## ACTIVITY
Isolate every line in the records below with "never" in it.

━━━ DATA SUPPLIED

//! Path validation and security utilities.
//!
//! Share paths are always relative to the share root. These functions make
//! sure a path can never escape that root, whatever the caller passes in.

use std::path::{Component, Path, PathBuf};

use crate::error::{ErrorKind, Result};

/// Normalizes a share path, allowing the empty path (the share root).
///
/// Leading slashes, `.` components and repeated separators are dropped, and
/// `..` is resolved as long as it never leaves the root.
///
/// # Examples
///
/// ```
/// use std::path::Path;
/// use gallery_share::normalize_path;
/// assert_eq!(normalize_path("/PHOTO//2023/").unwrap(), Path::new("PHOTO/2023"));
/// assert_eq!(normalize_path("").unwrap(), Path::new(""));
/// assert!(normalize_path("../etc").is_err());
/// ```
pub fn normalize(path: impl AsRef<Path>) -> Result<PathBuf> {
    let path = path.as_ref();
    let mut components = Vec::new();
    for component in path.components() {
        match component {
            Component::Normal(s) => {
                // Path::components() lets NUL through; the OS would truncate at it.
                if s.as_encoded_bytes().contains(&0) {
                    exn::bail!(ErrorKind::InvalidPath(path.to_path_buf()));
                }
                components.push(s)
            },
            Component::CurDir | Component::RootDir => {},
            Component::Prefix(_) => exn::bail!(ErrorKind::InvalidPath(path.to_path_buf())),
            Component::ParentDir => {
                if components.pop().is_none() {
                    exn::bail!(ErrorKind::InvalidPath(path.to_path_buf()));
                }
            },
        }
    }
    Ok(components.into_iter().collect())
}

/// Validates a share path that must name something below the root.
///
/// Same as [`normalize`] but the root itself (an empty path after
/// normalization) is rejected.
pub fn validate(path: impl AsRef<Path>) -> Result<PathBuf> {
    let normalized = normalize(path.as_ref())?;
    if normalized.as_os_str().is_empty() {
        exn::bail!(ErrorKind::InvalidPath(path.as_ref().to_path_buf()));
    }
    Ok(normalized)
}

/// Checks that a name reported by a listing is a single, plain path component
/// that is safe to join onto a local directory.
///
/// # Examples
///
/// ```
/// use gallery_share::is_plain_name;
/// assert!(is_plain_name("IMG_0001.JPG"));
/// assert!(!is_plain_name("../IMG_0001.JPG"));
/// assert!(!is_plain_name("a/b.jpg"));
/// ```
pub fn is_plain_name(name: &str) -> bool {
    !name.is_empty()
        && name != "."
        && name != ".."
        && !name.contains(['/', '\\', '\0'])
        && matches!(Path::new(name).components().next(), Some(Component::Normal(_)))
}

━━━━━━

## WRITTEN REPLY
//! sure a path can never escape that root, whatever the caller passes in.
/// `..` is resolved as long as it never leaves the root.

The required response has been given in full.